Décision de refuser la prorogation

[29] Dans sa décision, l’intimé a notamment rendu les décisions suivantes :

  • L’appelant n’avait pas fourni au ministère les renseignements exigés pour évaluer si le retard de plus de deux ans pour demander la révision était raisonnablement justifié et si l’appelant avait l’intention constante d’interjeter appel. L’intimé a souligné que la lettre du 9 juillet 2012 demandant la révision n’était pas signée. Il a également prétendu que l’appelant n’avait pas répondu à sa demande de justifier le retard, d’expliquer la façon dont il tenu le ministère au courant de son intention de demander une révision et d’expliquer les motifs pour lesquels il n’est pas d’accord avec la décision.
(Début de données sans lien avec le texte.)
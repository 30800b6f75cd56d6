use opentelemetry::{global, trace::TracerProvider as _, KeyValue};
use opentelemetry_otlp::{Protocol, SpanExporter, WithExportConfig};
use opentelemetry_sdk::{
    metrics::SdkMeterProvider,
    resource::Resource,
    trace::{self, Sampler, SdkTracerProvider},
};
use tracing_subscriber::layer::SubscriberExt;

pub fn setup_tracing(
    collector: &str,
    service_name: &str,
    filters: tracing_subscriber::EnvFilter,
) -> SdkTracerProvider {
    global::set_text_map_propagator(opentelemetry_jaeger_propagator::Propagator::new());
    let endpoint = format!("{}/v1/traces", collector);
    let exporter = SpanExporter::builder()
        .with_tonic()
        .with_endpoint(endpoint)
        .build()
        .expect("Failed to build OTLP exporter");

    let batch_processor = trace::BatchSpanProcessor::builder(exporter).build();

    let provider = SdkTracerProvider::builder()
        .with_span_processor(batch_processor)
        .with_sampler(Sampler::AlwaysOn)
        .with_resource(
            Resource::builder()
                .with_service_name(service_name.to_owned())
                .build(),
        )
        .build();
    global::set_tracer_provider(provider.clone());
    let tracer = provider.tracer(format!("{}-tracer", service_name));
    let telemetry = tracing_opentelemetry::layer().with_tracer(tracer);

    let subscriber = tracing_subscriber::Registry::default()
        .with(filters)
        .with(tracing_subscriber::fmt::layer()) // console logging layer
        .with(telemetry);

    tracing::subscriber::set_global_default(subscriber)
        .expect("Failed to set global default subscriber");

    tracing::info!("OTLP tracing enabled");
    provider
}

pub fn setup_metrics(collector: &str, service_name: &str) -> SdkMeterProvider {
    let endpoint = format!("{}/api/v1/otlp/v1/metrics", collector);

    let exporter = opentelemetry_otlp::MetricExporter::builder()
        .with_http()
        .with_protocol(Protocol::HttpBinary)
        .with_endpoint(endpoint)
        .build()
        .expect("Failed to build OTLP exporter!");

    let meter_provider = SdkMeterProvider::builder()
        .with_resource(
            Resource::builder()
                .with_service_name(service_name.to_owned())
                .build(),
        )
        .with_periodic_exporter(exporter)
        .build();

    global::set_meter_provider(meter_provider.clone());

    tracing::info!("Metrics enabled and exporting to {}", collector);

    meter_provider
}

use opentelemetry::metrics::{Counter, Gauge, Meter, UpDownCounter};

pub struct Metrics {
    pub http: HttpMetrics,
    pub gateway: GatewayMetrics,
}

impl Metrics {
    pub fn init(meter: &Meter) -> Self {
        Self {
            http: HttpMetrics::init(meter),
            gateway: GatewayMetrics::init(meter),
        }
    }
}

#[derive(Clone, Debug)]
pub struct HttpMetrics {
    pub registered_servers: UpDownCounter<i64>,
}

impl HttpMetrics {
    pub const LABEL: &'static str = "http";

    pub fn init(meter: &Meter) -> Self {
        HttpMetrics {
            registered_servers: meter
                .i64_up_down_counter(format!("{}_registered_servers", Self::LABEL))
                .with_description("Number of upstream servers currently registered")
                .build(),
        }
    }

    pub fn increment_registered_servers(&self) {
        self.registered_servers.add(1, &[]);
    }

    pub fn decrement_registered_servers(&self) {
        self.registered_servers.add(-1, &[]);
    }
}

#[derive(Clone, Debug)]
pub struct GatewayMetrics {
    pub pool: PoolMetrics,
    pub router: RouterMetrics,
    pub workflow: WorkflowMetrics,
    pub webhook: WebhookMetrics,
}

impl GatewayMetrics {
    pub fn init(meter: &Meter) -> Self {
        Self {
            pool: PoolMetrics::init(meter),
            router: RouterMetrics::init(meter),
            workflow: WorkflowMetrics::init(meter),
            webhook: WebhookMetrics::init(meter),
        }
    }
}

#[derive(Clone, Debug)]
pub struct PoolMetrics {
    pub active_connections: Gauge<u64>,
    pub total_errors: Counter<u64>,
}

impl PoolMetrics {
    pub const LABEL: &'static str = "pool";

    pub fn init(meter: &Meter) -> Self {
        Self {
            active_connections: meter
                .u64_gauge(format!("{}_active_connections", Self::LABEL))
                .with_description("Current number of connected upstreams")
                .build(),
            total_errors: meter
                .u64_counter(format!("{}_total_errors", Self::LABEL))
                .with_description("Total number of errors encountered")
                .build(),
        }
    }

    pub fn record_active_connections(&self, count: u64) {
        self.active_connections.record(count, &[]);
    }

    pub fn increment_total_errors(&self) {
        self.total_errors.add(1, &[]);
    }
}

#[derive(Clone, Debug)]
pub struct RouterMetrics {
    pub total_invocations: Counter<u64>,
    pub total_errors: Counter<u64>,
}

impl RouterMetrics {
    pub const LABEL: &'static str = "router";

    pub fn init(meter: &Meter) -> Self {
        Self {
            total_invocations: meter
                .u64_counter(format!("{}_total_invocations", Self::LABEL))
                .with_description("Total number of tool invocations routed")
                .build(),
            total_errors: meter
                .u64_counter(format!("{}_total_errors", Self::LABEL))
                .with_description("Total number of errors encountered")
                .build(),
        }
    }

    pub fn increment_total_invocations(&self, outcome: &str) {
        self.total_invocations
            .add(1, &[KeyValue::new("outcome", outcome.to_owned())]);
    }

    pub fn increment_total_errors(&self) {
        self.total_errors.add(1, &[]);
    }
}

#[derive(Clone, Debug)]
pub struct WorkflowMetrics {
    pub total_executions: Counter<u64>,
    pub total_errors: Counter<u64>,
}

impl WorkflowMetrics {
    pub const LABEL: &'static str = "workflow";

    pub fn init(meter: &Meter) -> Self {
        Self {
            total_executions: meter
                .u64_counter(format!("{}_total_executions", Self::LABEL))
                .with_description("Total number of workflow executions started")
                .build(),
            total_errors: meter
                .u64_counter(format!("{}_total_errors", Self::LABEL))
                .with_description("Total number of errors encountered")
                .build(),
        }
    }

    pub fn increment_total_executions(&self) {
        self.total_executions.add(1, &[]);
    }

    pub fn increment_total_errors(&self) {
        self.total_errors.add(1, &[]);
    }
}

#[derive(Clone, Debug)]
pub struct WebhookMetrics {
    pub total_deliveries: Counter<u64>,
    pub total_errors: Counter<u64>,
}

impl WebhookMetrics {
    pub const LABEL: &'static str = "webhook";

    pub fn init(meter: &Meter) -> Self {
        Self {
            total_deliveries: meter
                .u64_counter(format!("{}_total_deliveries", Self::LABEL))
                .with_description("Total number of webhook deliveries attempted")
                .build(),
            total_errors: meter
                .u64_counter(format!("{}_total_errors", Self::LABEL))
                .with_description("Total number of errors encountered")
                .build(),
        }
    }

    pub fn increment_total_deliveries(&self, outcome: &str) {
        self.total_deliveries
            .add(1, &[KeyValue::new("outcome", outcome.to_owned())]);
    }

    pub fn increment_total_errors(&self) {
        self.total_errors.add(1, &[]);
    }
}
Cette demande a été envoyée directement à l’appelant le 24 juillet 2014 (même si la correspondance avait été envoyée en son nom par ses avocats) et elle n’a pas été envoyée aux avocats de l’appelant avant le 5 septembre 2014. L’intimé ne fait aucune référence à la lettre des avocats de l’appelant datée du 23 septembre 2014 (voir paragraphe 26, précité) qui répondait à la demande.
  • Un examen du dossier de l’appelant dans les registres de l’intimé ne fournit aucune preuve selon laquelle l’intimé a reçu la lettre non signée de l’appelant et datée du 9 juillet 2012 ou tout renseignement concernant l’intention constante de l’appelant de demander une révision dans le délai prévu de 90 jours. Par conséquent, il n’a pas prouvé son intention constante de demander une révision dans le délai accordé.
  • Il n’y a aucune chance raisonnable étant donné qu’aucun renseignement n’a été versé pour appuyer le fait que l’appelante serait incapable de former ou d’exprimer l’intention de demander une révision dans les délais prévus de 90 jours.
  • L’intimé a reconnu qu’il ne subirait aucun préjudice si la prorogation du délai est accordée puisque le dossier est toujours accessible aux fins d’examen.

Questions et réponses

[30] Les questions posées par le Tribunal et datées du 19 avril 2016 sont les suivantes :

Question(s) à l’intention de l’appelant

Veuillez fournir vos observations écrites (y compris les observations d’ordre juridique) relatives à la question devant le Tribunal, à savoir si le refus de la part de l’intimé d’accorder une révision tardive (voir GD2-26) devrait être annulé.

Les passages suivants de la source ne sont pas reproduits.